Air Cargo Demand Remains Strong Despite Normalization Fears
As the air cargo industry enters the new year, analysts predict that demand growth may slow down significantly, potentially by up to two-thirds, as the market normalizes and trade conditions become less favorable. However, even a 4% growth rate, which is on the lower end of projections, would be considered a solid year by most industry stakeholders.
Post-Holiday Slump Eases, Volumes Rebuild
Global volume and rates have eased in the first two weeks of January, reflecting the typical post-holiday seasonal decline since the end of peak shipping activity in early December. Despite this, industry professionals say the year has started strong compared to historical trends. Demand is down about 3% halfway through the month versus a year ago, when air cargo networks were still recovering from a prolonged downturn.
Rates Soften, But Remain Strong Year Over Year
Rates softened 3.7% on a sequential basis in the first week of January, according to the Baltic Air Freight Index, but were still up 26% year over year. As of early January, airfreight rates on the China-North America trade corridor have fallen slightly less than typical from their traditional December peak.
Inventory Stockpiling Boosts Demand
Logistics companies attribute the improved seasonal economics to businesses stockpiling inventory to protect against China tariffs threatened by President Donald Trump and an earlier Lunar New Year, which starts Jan. 29. This has led to a significant uptick in cargo volumes, particularly for consumer electronics.
Peak Season Extends into Late January
Taiwan-based freight forwarder Dimerco Express Group sees the market in similar terms, with the peak season expected to extend all the way to late January, just ahead of Chinese New Year. This unusual trend may indicate a new approach to optimizing capacity and costs.
Air Cargo Yield Increases
Air cargo yield increased 7.8% in November, 52% higher than in 2019, according to the latest statistics from the International Air Transport Association. The ingredients for last year’s strong market included the effective cutoff of the Red Sea by Houthi rebel attacks on merchant shipping, air space restrictions around Russia, and the surge in e-commerce exports from China.

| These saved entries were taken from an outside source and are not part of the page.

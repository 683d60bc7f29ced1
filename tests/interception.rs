//! Integration tests for interception proxies.

use std::sync::{Arc, Mutex};

use cilproxy::{
    metadata::typesystem::{DYNAMIC_PROXY_FULLNAME, METHOD_INFO_FULLNAME},
    prelude::*,
};

/// What the recording handler observed, one entry per call
#[derive(Debug, Default)]
struct Recorded {
    methods: Vec<String>,
    args: Vec<Vec<String>>,
    instances: Vec<String>,
}

/// A `DynamicProxy` subclass whose `Invoke` records the call and answers `result`
fn recording_handler(
    registry: &TypeRegistry,
    name: &str,
    recorded: Arc<Mutex<Recorded>>,
    result: Option<i32>,
) -> Result<CilTypeRc> {
    let object = registry.wellknown("System.Object")?;
    let int32 = registry.wellknown("System.Int32")?;
    let method_info = registry.wellknown(METHOD_INFO_FULLNAME)?;
    let object_array = registry.make_array(&object)?;

    ClassBuilder::new("Handlers", name)
        .extends(&registry.wellknown(DYNAMIC_PROXY_FULLNAME)?)
        .method(
            MethodBuilder::new("Invoke")
                .param("instance", &object)
                .param("targetMethod", &method_info)
                .param("args", &object_array)
                .returns(&object)
                .make_virtual()
                .host(move |runtime, call| {
                    let method = call
                        .arg(1)?
                        .object()?
                        .method_info()
                        .map(|method| method.name().to_string())
                        .unwrap_or_default();
                    let args = runtime
                        .array_items(call.arg(2)?)?
                        .iter()
                        .map(|item| {
                            Ok(runtime.string_value(item)?.unwrap_or_default().to_string())
                        })
                        .collect::<Result<Vec<_>>>()?;
                    let instance = runtime
                        .string_value(call.arg(0)?)?
                        .unwrap_or_default()
                        .to_string();

                    let mut recorded = recorded.lock().map_err(|_| Error::LockError)?;
                    recorded.methods.push(method);
                    recorded.args.push(args);
                    recorded.instances.push(instance);

                    match result {
                        Some(value) => runtime.box_value(EmValue::I32(value), &int32),
                        None => Ok(EmValue::Null),
                    }
                }),
        )
        .build(registry)
}

/// `int Fly(string message)` and `void Land(string where)`
fn flyer(registry: &TypeRegistry) -> Result<CilTypeRc> {
    let string = registry.wellknown("System.String")?;
    let int32 = registry.wellknown("System.Int32")?;

    InterfaceBuilder::new("Zoo", "IFlyer")
        .method(
            MethodBuilder::new("Fly")
                .param("message", &string)
                .returns(&int32),
        )
        .method(MethodBuilder::new("Land").param("where", &string))
        .build(registry)
}

/// The handler sees the called method, the arguments and the instance; its result is
/// unboxed to the declared return type.
#[test]
fn test_handler_receives_call() -> Result<()> {
    let registry = Arc::new(TypeRegistry::new()?);
    let flyer = flyer(&registry)?;
    let recorded = Arc::new(Mutex::new(Recorded::default()));
    let handler = recording_handler(&registry, "Recorder", recorded.clone(), Some(6))?;

    let generator = ProxyGenerator::new(registry.clone(), SynthesisConfig::default());
    let proxy_type = generator.create_interception_proxy_type(&flyer, &handler)?;
    assert!(proxy_type.is_assignable_to(&flyer));
    assert!(proxy_type.is_assignable_to(&handler));
    assert!(proxy_type.is_sealed());

    let runtime = generator.runtime();
    let proxy = runtime.new_object(&proxy_type, vec![runtime.new_string("target")?])?;
    let fly = flyer.method_by_name("Fly").unwrap();
    let result = runtime.invoke_virtual(&proxy, &fly, vec![runtime.new_string("hello")?])?;
    assert_eq!(result.as_i32(), Some(6));

    let recorded = recorded.lock().unwrap();
    assert_eq!(recorded.methods, vec!["Fly".to_string()]);
    assert_eq!(recorded.args, vec![vec!["hello".to_string()]]);
    assert_eq!(recorded.instances, vec!["target".to_string()]);
    Ok(())
}

/// Value type arguments arrive boxed.
#[test]
fn test_value_arguments_are_boxed() -> Result<()> {
    let registry = Arc::new(TypeRegistry::new()?);
    let int32 = registry.wellknown("System.Int32")?;
    let math = InterfaceBuilder::new("Calc", "IMath")
        .method(
            MethodBuilder::new("Add")
                .param("a", &int32)
                .param("b", &int32)
                .returns(&int32),
        )
        .build(&registry)?;

    let object = registry.wellknown("System.Object")?;
    let seen = Arc::new(Mutex::new(Vec::new()));
    let record = seen.clone();
    let handler = ClassBuilder::new("Handlers", "Adder")
        .extends(&registry.wellknown(DYNAMIC_PROXY_FULLNAME)?)
        .method(
            MethodBuilder::new("Invoke")
                .param("instance", &object)
                .param("targetMethod", &registry.wellknown(METHOD_INFO_FULLNAME)?)
                .param("args", &registry.make_array(&object)?)
                .returns(&object)
                .make_virtual()
                .host(move |runtime, call| {
                    let int32 = runtime.registry().wellknown("System.Int32")?;
                    let mut sum = 0;
                    for item in runtime.array_items(call.arg(2)?)? {
                        record
                            .lock()
                            .map_err(|_| Error::LockError)?
                            .push(item.type_name());
                        sum += runtime.unbox(&item, &int32)?.as_i32().unwrap_or_default();
                    }
                    runtime.box_value(EmValue::I32(sum), &int32)
                }),
        )
        .build(&registry)?;

    let generator = ProxyGenerator::new(registry.clone(), SynthesisConfig::default());
    let proxy_type = generator.create_interception_proxy_type(&math, &handler)?;
    let runtime = generator.runtime();
    let proxy = runtime.new_object(&proxy_type, vec![EmValue::Null])?;

    let add = math.method_by_name("Add").unwrap();
    let result = runtime.invoke_virtual(&proxy, &add, vec![EmValue::I32(2), EmValue::I32(3)])?;
    assert_eq!(result.as_i32(), Some(5));
    assert_eq!(
        *seen.lock().unwrap(),
        vec!["System.Int32".to_string(), "System.Int32".to_string()]
    );
    Ok(())
}

/// For void members the handler's result is discarded.
#[test]
fn test_void_member_discards_result() -> Result<()> {
    let registry = Arc::new(TypeRegistry::new()?);
    let flyer = flyer(&registry)?;
    let recorded = Arc::new(Mutex::new(Recorded::default()));
    let handler = recording_handler(&registry, "Silent", recorded.clone(), None)?;

    let generator = ProxyGenerator::new(registry.clone(), SynthesisConfig::default());
    let proxy_type = generator.create_interception_proxy_type(&flyer, &handler)?;
    let runtime = generator.runtime();
    let proxy = runtime.new_object(&proxy_type, vec![runtime.new_string("target")?])?;

    let land = flyer.method_by_name("Land").unwrap();
    let result = runtime.invoke_virtual(&proxy, &land, vec![runtime.new_string("field")?])?;
    assert!(matches!(result, EmValue::Void));
    assert_eq!(recorded.lock().unwrap().methods, vec!["Land".to_string()]);
    Ok(())
}

/// Generic methods pass the closed instantiation to the handler, and the result is
/// unboxed to the method's type argument.
#[test]
fn test_generic_method_sees_closed_instantiation() -> Result<()> {
    let registry = Arc::new(TypeRegistry::new()?);
    let t = registry.generic_parameter(0, true)?;
    let echo = InterfaceBuilder::new("Demo", "IEcho")
        .method(
            MethodBuilder::new("Echo")
                .generic_param(GenericParamSpec::new("T"))
                .param("value", &t)
                .returns(&t),
        )
        .build(&registry)?;

    let object = registry.wellknown("System.Object")?;
    let seen = Arc::new(Mutex::new(Vec::new()));
    let record = seen.clone();
    let handler = ClassBuilder::new("Handlers", "Mirror")
        .extends(&registry.wellknown(DYNAMIC_PROXY_FULLNAME)?)
        .method(
            MethodBuilder::new("Invoke")
                .param("instance", &object)
                .param("targetMethod", &registry.wellknown(METHOD_INFO_FULLNAME)?)
                .param("args", &registry.make_array(&object)?)
                .returns(&object)
                .make_virtual()
                .host(move |runtime, call| {
                    let method = call
                        .arg(1)?
                        .object()?
                        .method_info()
                        .map(|method| format!("{method:?}"))
                        .unwrap_or_default();
                    record.lock().map_err(|_| Error::LockError)?.push(method);
                    let items = runtime.array_items(call.arg(2)?)?;
                    Ok(items.into_iter().next().unwrap_or(EmValue::Null))
                }),
        )
        .build(&registry)?;

    let generator = ProxyGenerator::new(registry.clone(), SynthesisConfig::default());
    let proxy_type = generator.create_interception_proxy_type(&echo, &handler)?;
    assert!(proxy_type.method_by_name("Echo").unwrap().is_generic());

    let runtime = generator.runtime();
    let proxy = runtime.new_object(&proxy_type, vec![EmValue::Null])?;
    let declared = echo.method_by_name("Echo").unwrap();
    let int32 = registry.wellknown("System.Int32")?;
    let result =
        runtime.invoke_generic_virtual(&proxy, &declared, &[int32], vec![EmValue::I32(41)])?;

    assert_eq!(result.as_i32(), Some(41));
    assert_eq!(
        *seen.lock().unwrap(),
        vec!["Demo.IEcho::Echo<System.Int32>".to_string()]
    );
    Ok(())
}

/// Property accessors and members of inherited interfaces reach the handler too.
#[test]
fn test_accessors_and_inherited_members_are_intercepted() -> Result<()> {
    let registry = Arc::new(TypeRegistry::new()?);
    let string = registry.wellknown("System.String")?;
    let base = InterfaceBuilder::new("Demo", "IBase")
        .method(MethodBuilder::new("Hello").returns(&string))
        .build(&registry)?;
    let named = InterfaceBuilder::new("Demo", "INamed")
        .extends(&base)
        .property("Name", &string, true, true)
        .build(&registry)?;

    let recorded = Arc::new(Mutex::new(Recorded::default()));
    let handler = recording_handler(&registry, "Recorder", recorded.clone(), None)?;
    let generator = ProxyGenerator::new(registry.clone(), SynthesisConfig::default());
    let proxy_type = generator.create_interception_proxy_type(&named, &handler)?;
    assert!(proxy_type.is_assignable_to(&named));
    assert!(proxy_type.is_assignable_to(&base));
    assert_eq!(proxy_type.properties.count(), 1);

    let runtime = generator.runtime();
    let proxy = runtime.new_object(&proxy_type, vec![runtime.new_string("target")?])?;
    let property = named.properties.get(0).unwrap();
    let setter = property.setter().unwrap();
    let getter = property.getter().unwrap();
    let hello = base.method_by_name("Hello").unwrap();

    runtime.invoke_virtual(&proxy, &hello, vec![])?;
    runtime.invoke_virtual(&proxy, &setter, vec![runtime.new_string("Ada")?])?;
    let name = runtime.invoke_virtual(&proxy, &getter, vec![])?;
    assert!(name.is_null());

    let recorded = recorded.lock().unwrap();
    assert_eq!(
        recorded.methods,
        vec![
            "Hello".to_string(),
            "set_Name".to_string(),
            "get_Name".to_string()
        ]
    );
    assert_eq!(
        recorded.args,
        vec![vec![], vec!["Ada".to_string()], vec![]]
    );
    Ok(())
}

/// A handler that leaves `Invoke` abstract cannot back a sealed proxy.
#[test]
fn test_handler_without_invoke_fails_finalization() -> Result<()> {
    let registry = Arc::new(TypeRegistry::new()?);
    let flyer = flyer(&registry)?;
    let handler = ClassBuilder::new("Handlers", "Lazy")
        .extends(&registry.wellknown(DYNAMIC_PROXY_FULLNAME)?)
        .build(&registry)?;

    let generator = ProxyGenerator::new(registry.clone(), SynthesisConfig::default());
    let result = generator.create_interception_proxy_type(&flyer, &handler);
    assert!(matches!(result, Err(Error::Finalization { .. })));
    assert!(generator.cache().is_empty());
    assert!(generator.module().is_empty());
    assert!(generator.diagnostics().has_errors());
    Ok(())
}

/// Types that cannot act as handlers are rejected before anything is declared.
#[test]
fn test_rejected_handlers() -> Result<()> {
    let registry = Arc::new(TypeRegistry::new()?);
    let flyer = flyer(&registry)?;
    let recorded = Arc::new(Mutex::new(Recorded::default()));
    let handler = recording_handler(&registry, "Recorder", recorded, Some(0))?;
    let sealed = ClassBuilder::new("Handlers", "Final")
        .extends(&handler)
        .sealed()
        .build(&registry)?;
    let plain = ClassBuilder::new("Handlers", "Plain").build(&registry)?;

    let generator = ProxyGenerator::new(registry.clone(), SynthesisConfig::default());
    for candidate in [&sealed, &plain, &flyer] {
        assert!(matches!(
            generator.create_interception_proxy_type(&flyer, candidate),
            Err(Error::InvalidHandler(_))
        ));
    }
    assert!(generator.module().is_empty());
    Ok(())
}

E-Commerce Drives Volume Growth
E-commerce is expected to continue being the primary catalyst for air cargo volume growth this year. Experts attribute more than 50% of air cargo volumes out of Asia last year to e-commerce. The influx of large online marketplaces reserving huge allotments of container space has limited capacity for traditional freight like apparel, electronics, and automotive parts, influencing the upward move in yields.
Contract Rates Increase
For 2025, airlines have announced a 10% increase in contract rates. At the same time, freight forwarders negotiated nearly half of their volumes in the more volatile spot market, which undercut margins as airlines raised selling rates.
Downside Risks Ahead
Multiple analysts project volume growth will cool down to 4% to 6% this year. Downside risks include the resumption of shipping through the Suez Canal, a soft manufacturing outlook, rising protectionism, continued geopolitical tensions, and U.S. plans to restrict Chinese e-commerce sellers from leveraging a duty-free, expedited clearance program.